Police in Osinniki, a town outside Kemerovo, have dropped all charges against an Odnoklassniki user who was under investigation for allegedly insulting Vladimir Putin. According to an official document shared on Telegram by human rights lawyer Pavel Chikov, the case against Ilya Putevsky was abandoned because Putevsky never used the words “president” or “Russian Federation,” meaning that officials can’t be sure his October 7 blog post was in fact addressed to President Putin.

Here’s what Putevsky wrote on October 7, Vladimir Putin’s 67th birthday: “DEAR SKAZOCHNIK V.V. PUTIN, TODAY’S YOUR SPECIAL DAY! I HOPE ALL YOUR FRIENDS AND COLLEAGUES TELL YOU TO SHOVE IT, AND I HOPE YOU END UP IN PRISON IN SOLITARY FOR LIFE!!! AND A BAG OF SHIT IS MY V.V. PUTIN GIFT!!!”
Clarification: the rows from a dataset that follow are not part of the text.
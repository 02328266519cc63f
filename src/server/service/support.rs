//! Support ticket and admin notification flows.

use sea_orm::DatabaseConnection;

use crate::server::{
    data::{
        notification::{CreateNotificationParam, NotificationRepository},
        support::SupportRepository,
    },
    error::AppError,
    model::{
        support::{
            CreateSupportTicketDto, NotificationDto, NotificationListQuery, SupportListQuery,
            SupportTicketDto,
        },
    },
    query::{FilterBuilder, Paginated, Pagination},
};

pub struct SupportService<'a> {
    db: &'a DatabaseConnection,
}

impl<'a> SupportService<'a> {
    pub fn new(db: &'a DatabaseConnection) -> Self {
        Self { db }
    }

    /// Submits a support request and records an admin notification for it.
    ///
    /// Accepted without authentication so visitors can reach out before
    /// creating an account.
    ///
    /// # Arguments
    /// - `dto` - Reporter details and the request description
    ///
    /// # Returns
    /// - `Ok(SupportTicketDto)` - The created ticket
    /// - `Err(AppError)` - Database error
    pub async fn create_ticket(
        &self,
        dto: CreateSupportTicketDto,
    ) -> Result<SupportTicketDto, AppError> {
        let ticket = SupportRepository::new(self.db).create(dto).await?;

        NotificationRepository::new(self.db)
            .create(CreateNotificationParam {
                title: "New support request".to_string(),
                body: format!("{} opened: {}", ticket.full_name, ticket.subject),
                message: Some(ticket.id.clone()),
            })
            .await?;

        Ok(SupportTicketDto::from_entity(ticket))
    }

    /// Gets the open-ticket listing for the admin dashboard.
    ///
    /// Pinned to PENDING status: closed tickets leave the queue. The search
    /// term narrows within that scope.
    ///
    /// # Arguments
    /// - `query` - Search term and pagination
    ///
    /// # Returns
    /// - `Ok(Paginated<SupportTicketDto>)` - Page of open tickets with the total match count
    /// - `Err(AppError)` - Database error
    pub async fn get_all(
        &self,
        query: SupportListQuery,
    ) -> Result<Paginated<SupportTicketDto>, AppError> {
        let pagination = Pagination::from_query(
            query.page.as_deref(),
            query.limit.as_deref(),
            query.sort_by,
            query.sort_order.as_deref(),
        );

        let condition = FilterBuilder::new()
            .search(
                query.search_term.as_deref(),
                &[
                    entity::support_ticket::Column::FullName,
                    entity::support_ticket::Column::Email,
                    entity::support_ticket::Column::Subject,
                ],
            )
            .equals(
                entity::support_ticket::Column::Status,
                Some(entity::support_ticket::SupportStatus::Pending),
            )
            .build();

        let (tickets, total) = SupportRepository::new(self.db)
            .get_all_filtered(condition, &pagination)
            .await?;

        Ok(Paginated::new(
            pagination.meta(total),
            tickets
                .into_iter()
                .map(SupportTicketDto::from_entity)
                .collect(),
        ))
    }

    /// Gets one ticket by id.
    ///
    /// # Arguments
    /// - `id` - Id of the ticket
    ///
    /// # Returns
    /// - `Ok(SupportTicketDto)` - The ticket
    /// - `Err(AppError)` - No ticket with that id
    pub async fn get_by_id(&self, id: &str) -> Result<SupportTicketDto, AppError> {
        let ticket = SupportRepository::new(self.db)
            .find_by_id(id)
            .await?
            .ok_or_else(|| AppError::NotFound("Support ticket not found".to_string()))?;

        Ok(SupportTicketDto::from_entity(ticket))
    }

    /// Closes a ticket.
    ///
    /// # Arguments
    /// - `id` - Id of the ticket
    ///
    /// # Returns
    /// - `Ok(SupportTicketDto)` - The closed ticket
    /// - `Err(AppError)` - No ticket with that id
    pub async fn close_ticket(&self, id: &str) -> Result<SupportTicketDto, AppError> {
        let ticket = SupportRepository::new(self.db)
            .close(id)
            .await?
            .ok_or_else(|| AppError::NotFound("Support ticket not found".to_string()))?;

        Ok(SupportTicketDto::from_entity(ticket))
    }

    /// Gets admin notifications, newest first.
    ///
    /// # Arguments
    /// - `query` - Pagination
    ///
    /// # Returns
    /// - `Ok(Paginated<NotificationDto>)` - Page of notifications
    /// - `Err(AppError)` - Database error
    pub async fn get_notifications(
        &self,
        query: NotificationListQuery,
    ) -> Result<Paginated<NotificationDto>, AppError> {
        let pagination =
            Pagination::from_query(query.page.as_deref(), query.limit.as_deref(), None, None);

        let (notifications, total) = NotificationRepository::new(self.db)
            .get_all(&pagination)
            .await?;

        Ok(Paginated::new(
            pagination.meta(total),
            notifications
                .into_iter()
                .map(NotificationDto::from_entity)
                .collect(),
        ))
    }

    /// Marks a notification read.
    ///
    /// # Arguments
    /// - `id` - Id of the notification
    ///
    /// # Returns
    /// - `Ok(NotificationDto)` - The refreshed notification
    /// - `Err(AppError)` - No notification with that id
    pub async fn mark_notification_read(&self, id: &str) -> Result<NotificationDto, AppError> {
        let notification = NotificationRepository::new(self.db)
            .mark_read(id)
            .await?
            .ok_or_else(|| AppError::NotFound("Notification not found".to_string()))?;

        Ok(NotificationDto::from_entity(notification))
    }
}

#[cfg(test)]
mod tests {
    use super::*;
    use entity::support_ticket::SupportStatus;
    use test_utils::{builder::TestBuilder, factory::SupportTicketFactory};

    /// Tests that the ticket listing is an open-work queue.
    ///
    /// Expected: closed tickets never appear, even with no filters supplied
    #[tokio::test]
    async fn listing_only_shows_pending_tickets() {
        let test = TestBuilder::new()
            .with_table(entity::prelude::SupportTicket)
            .build()
            .await
            .unwrap();
        let db = test.db.as_ref().unwrap();

        let open = SupportTicketFactory::new(db).build().await.unwrap();
        SupportTicketFactory::new(db)
            .status(SupportStatus::Closed)
            .build()
            .await
            .unwrap();

        let page = SupportService::new(db)
            .get_all(SupportListQuery::default())
            .await
            .unwrap();

        assert_eq!(page.meta.total, 1);
        assert_eq!(page.data[0].id, open.id);
        assert_eq!(page.data[0].status, SupportStatus::Pending);
    }

    /// Tests that search narrows within the pending scope, not around it.
    ///
    /// Expected: a closed ticket stays hidden even when the term matches it
    #[tokio::test]
    async fn search_does_not_resurface_closed_tickets() {
        let test = TestBuilder::new()
            .with_table(entity::prelude::SupportTicket)
            .build()
            .await
            .unwrap();
        let db = test.db.as_ref().unwrap();

        SupportTicketFactory::new(db)
            .subject("Refund for cancelled trip")
            .status(SupportStatus::Closed)
            .build()
            .await
            .unwrap();

        let page = SupportService::new(db)
            .get_all(SupportListQuery {
                search_term: Some("refund".to_string()),
                ..SupportListQuery::default()
            })
            .await
            .unwrap();

        assert_eq!(page.meta.total, 0);
    }
}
The misdemeanor offense at issue here is new. In mid-March 2019, President Putin signed legislation amending Russian Administrative Code Article 20.1, Section 3, banning any information shared online that is expressed in an “indecent form” and offends the “human dignity” and “public morality,” while demonstrating “obvious disrespect for society, the state, or Russia's official state symbols, Constitution, or state agencies.” Fines range from 30,000 to 100,000 rubles ($470 to $1,570).

Earlier this month, the human rights group Agora compiled a report on the first 180 days of the new law’s enforcement. (Meduza summarized the results here.) In that time, 45 cases on “insulting the government” have been opened, and the sum of the fines judges have assigned in those cases has reached 845,000 rubles ($13,009, though only $10,395 in fines have already taken effect). In more than half of all the cases reported (58 percent), the “insulting” speech in question was aimed at President Vladimir Putin.